This is a bad idea to try and build your own I joists. Often the building codes will defer to the manufacturers specifications for engineered materials like I joists, engineered beams and also engineered OSB board. This is done because every manufacturer is different and because these manufacturers generally have actual accredited engineers that are certified and vetted who test these things in a methodical and proper way.

A small shed, on a residential property, is still considered a seperate structure, and as such is subject to your municipalities building codes, zoning requirements, by-laws and building permits. A review of your plan or an inspection likely will not pass and code enforcement may require you to tear down the structure if they feel it is unsafe. Inability to comply with code enforcement can result in loss of your occupancy permit for the residence.

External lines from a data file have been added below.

//! Menu repository: an in-memory projection of the remote menu, plus the
//! commands that mutate it.
//!
//! The projection is a strict cache of server-confirmed state. Mutations call
//! the remote first and patch the projection from the returned row; a failed
//! remote call leaves the projection untouched. `fetch_all` rebuilds the
//! whole projection from two ordered queries.

use crate::error::{MenuError, MenuResult};
use bytes::Bytes;
use crema_core::image::{self, ImageFile};
use crema_remote::{
    AuthApi, BucketApi, CategoriesApi, CategoryPatch, CategoryRow, MenuItemPatch, MenuItemRow,
    MenuItemsApi, NewCategory, NewMenuItem, RemoteService,
};
use std::sync::Arc;
use time::OffsetDateTime;
use tokio::sync::RwLock;
use uuid::Uuid;

/// A category with its items, as projected from the remote store.
#[derive(Clone, Debug, PartialEq)]
pub struct MenuCategory {
    pub id: Uuid,
    pub created_at: OffsetDateTime,
    pub name: String,
    pub description: String,
    /// Items ordered by creation time. Empty when the category has none,
    /// never absent.
    pub items: Vec<MenuItemRow>,
}

impl MenuCategory {
    fn from_row(row: CategoryRow) -> Self {
        Self {
            id: row.id,
            created_at: row.created_at,
            name: row.name,
            description: row.description,
            items: Vec::new(),
        }
    }
}

/// Repository over the remote menu tables and image bucket.
///
/// Overlapping calls are not serialized: two concurrent updates for the same
/// row race, and the last response to resolve wins in the projection. The
/// projection lock is never held across a remote call.
pub struct MenuRepository {
    remote: Arc<dyn RemoteService>,
    image_prefix: String,
    categories: RwLock<Vec<MenuCategory>>,
}

impl MenuRepository {
    /// Create a repository over the given remote service. `image_prefix` is
    /// the bucket key prefix for uploaded menu images (e.g. "menu-items").
    pub fn new(remote: Arc<dyn RemoteService>, image_prefix: impl Into<String>) -> Self {
        Self {
            remote,
            image_prefix: image_prefix.into(),
            categories: RwLock::new(Vec::new()),
        }
    }

    /// Cloned snapshot of the projection for rendering.
    pub async fn categories(&self) -> Vec<MenuCategory> {
        self.categories.read().await.clone()
    }

    /// Gate for mutating operations: a fresh session check on every call
    /// rather than trust in cached state. An errored check is treated as
    /// unauthorized (and logged), not surfaced as a remote fault.
    async fn require_session(&self) -> MenuResult<()> {
        match self.remote.get_session().await {
            Ok(Some(_)) => Ok(()),
            Ok(None) => Err(MenuError::Unauthorized),
            Err(err) => {
                tracing::warn!(error = %err, "session check failed, refusing operation");
                Err(MenuError::Unauthorized)
            }
        }
    }

    // =========================================================================
    // Fetch
    // =========================================================================

    /// Rebuild the projection from the remote store. Requires no session:
    /// the public site reads the menu through this same path.
    ///
    /// Both queries must succeed; any failure leaves the projection as it
    /// was.
    pub async fn fetch_all(&self) -> MenuResult<()> {
        let categories = self.remote.list_categories().await?;
        let items = self.remote.list_menu_items().await?;

        let joined = join_menu(categories, items);
        *self.categories.write().await = joined;
        Ok(())
    }

    // =========================================================================
    // Category commands
    // =========================================================================

    /// Insert a category and append it to the projection.
    pub async fn add_category(&self, category: NewCategory) -> MenuResult<MenuCategory> {
        self.require_session().await?;

        let row = self.remote.insert_category(&category).await?;
        tracing::info!(category_id = %row.id, name = %row.name, "category added");

        let entry = MenuCategory::from_row(row);
        self.categories.write().await.push(entry.clone());
        Ok(entry)
    }

    /// Partially update a category. The projection entry is patched from the
    /// server-returned row; its items are untouched.
    pub async fn update_category(&self, id: Uuid, patch: &CategoryPatch) -> MenuResult<()> {
        self.require_session().await?;

        let row = self.remote.update_category(id, patch).await?;
        tracing::info!(category_id = %id, "category updated");

        let mut categories = self.categories.write().await;
        if let Some(category) = categories.iter_mut().find(|c| c.id == id) {
            category.name = row.name;
            category.description = row.description;
        }
        Ok(())
    }

    /// Delete a category. The projection entry and its nested items go with
    /// it; remote cascade behavior is the store's responsibility.
    pub async fn delete_category(&self, id: Uuid) -> MenuResult<()> {
        self.require_session().await?;

        self.remote.delete_category(id).await?;
        tracing::info!(category_id = %id, "category deleted");

        self.categories.write().await.retain(|c| c.id != id);
        Ok(())
    }

    // =========================================================================
    // Item commands
    // =========================================================================

    /// Insert an item under a category and append the returned row to that
    /// category's items. A category unknown to the remote store fails its
    /// foreign-key constraint and nothing changes locally.
    pub async fn add_menu_item(
        &self,
        category_id: Uuid,
        item: NewMenuItem,
    ) -> MenuResult<MenuItemRow> {
        self.require_session().await?;

        let row = self.remote.insert_menu_item(category_id, &item).await?;
        tracing::info!(item_id = %row.id, category_id = %category_id, "menu item added");

        let mut categories = self.categories.write().await;
        if let Some(category) = categories.iter_mut().find(|c| c.id == category_id) {
            category.items.push(row.clone());
        } else {
            // Remote accepted the insert but the projection has no such
            // category; the next fetch_all reconciles.
            tracing::warn!(category_id = %category_id, "inserted item under a category missing from the projection");
        }
        Ok(row)
    }

    /// Partially update an item. The remote update filters by item id alone;
    /// `category_id` only locates the local list to patch.
    pub async fn update_menu_item(
        &self,
        category_id: Uuid,
        item_id: Uuid,
        patch: &MenuItemPatch,
    ) -> MenuResult<()> {
        self.require_session().await?;

        let row = self.remote.update_menu_item(item_id, patch).await?;
        tracing::info!(item_id = %item_id, "menu item updated");

        let mut categories = self.categories.write().await;
        if let Some(item) = categories
            .iter_mut()
            .find(|c| c.id == category_id)
            .and_then(|c| c.items.iter_mut().find(|i| i.id == item_id))
        {
            *item = row;
        }
        Ok(())
    }

    /// Delete an item and drop it from its category's items. Siblings are
    /// untouched.
    pub async fn delete_menu_item(&self, category_id: Uuid, item_id: Uuid) -> MenuResult<()> {
        self.require_session().await?;

        self.remote.delete_menu_item(item_id).await?;
        tracing::info!(item_id = %item_id, "menu item deleted");

        let mut categories = self.categories.write().await;
        if let Some(category) = categories.iter_mut().find(|c| c.id == category_id) {
            category.items.retain(|i| i.id != item_id);
        }
        Ok(())
    }

    // =========================================================================
    // Images
    // =========================================================================

    /// Validate and upload an image, returning its public URL.
    ///
    /// The object key is randomized; on a reported name collision the upload
    /// is retried exactly once under a timestamp-disambiguated key. The
    /// projection is not touched: the caller attaches the URL to an item
    /// via `add_menu_item`/`update_menu_item`.
    pub async fn upload_image(&self, file: &ImageFile) -> MenuResult<String> {
        self.require_session().await?;

        let ext = file.validate()?;
        let key = image::object_key(&self.image_prefix, &ext);

        match self.upload_object(&key, file).await {
            Ok(()) => self.resolve_public_url(&key),
            Err(MenuError::Remote(err)) if err.is_collision() => {
                let retry_key = image::retry_object_key(&self.image_prefix, &ext);
                tracing::warn!(key = %key, retry_key = %retry_key, "object key collision, retrying once");
                self.upload_object(&retry_key, file).await?;
                self.resolve_public_url(&retry_key)
            }
            Err(err) => Err(err),
        }
    }

    async fn upload_object(&self, key: &str, file: &ImageFile) -> MenuResult<()> {
        self.remote
            .upload(key, Bytes::clone(&file.bytes), &file.content_type)
            .await
            .map_err(MenuError::from)
    }

    fn resolve_public_url(&self, key: &str) -> MenuResult<String> {
        match self.remote.public_url(key) {
            Ok(url) if !url.is_empty() => Ok(url),
            Ok(_) => Err(MenuError::UrlResolution(key.to_string())),
            Err(err) => {
                tracing::error!(key = %key, error = %err, "uploaded object has no public URL");
                Err(MenuError::UrlResolution(key.to_string()))
            }
        }
    }

    /// Remove an uploaded image. Accepts the stored public URL (or any
    /// `/`-separated path) and derives the object key from its trailing
    /// segment. An empty `path` is a silent no-op.
    pub async fn delete_image(&self, path: &str) -> MenuResult<()> {
        self.require_session().await?;

        if path.is_empty() {
            return Ok(());
        }

        let key = path.rsplit('/').next().unwrap_or_default();
        if key.is_empty() {
            return Err(MenuError::UrlResolution(path.to_string()));
        }

        self.remote
            .remove(&[format!("{}/{}", self.image_prefix, key)])
            .await?;
        tracing::info!(key = %key, "image removed");
        Ok(())
    }
}

/// Join items under their categories by `category_id`, preserving the
/// creation-time order of both inputs. Items referencing an unknown category
/// are dropped from the projection (and logged); they reappear once their
/// category does.
fn join_menu(categories: Vec<CategoryRow>, items: Vec<MenuItemRow>) -> Vec<MenuCategory> {
    let mut joined: Vec<MenuCategory> = categories.into_iter().map(MenuCategory::from_row).collect();

    for item in items {
        match joined.iter_mut().find(|c| c.id == item.category_id) {
            Some(category) => category.items.push(item),
            None => {
                tracing::warn!(
                    item_id = %item.id,
                    category_id = %item.category_id,
                    "menu item references an unknown category, dropped from projection"
                );
            }
        }
    }
    joined
}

Code aside, I think even using engineered I joists for studs wouldn't be the best idea. While I joists are okay for hanging drywall on a ceiling, a wall tends to have a lot more nails, screws and anchors run into it for everything from pictures, TV's hanging on lags, etc... With drywall, the screws will be run into the sides of the I joist where they will not damage the OSB in the middle. Running a nail or screw into the middle of an I joist greatly damages the integrity of the joist, and there would always be the possibility that somebody would attempt this and damage the stud. For a shed I am thinking about possibly trying to hang pegboard on the wall as an example.

Furthermore I can't even imagine how one can safely frame for a window or door with I joists. What is the proper way to nail the jack and king stud together? What if the wall is load bearing? Engineered I joists are tested when they are laid out on a span, not supporting load vertically.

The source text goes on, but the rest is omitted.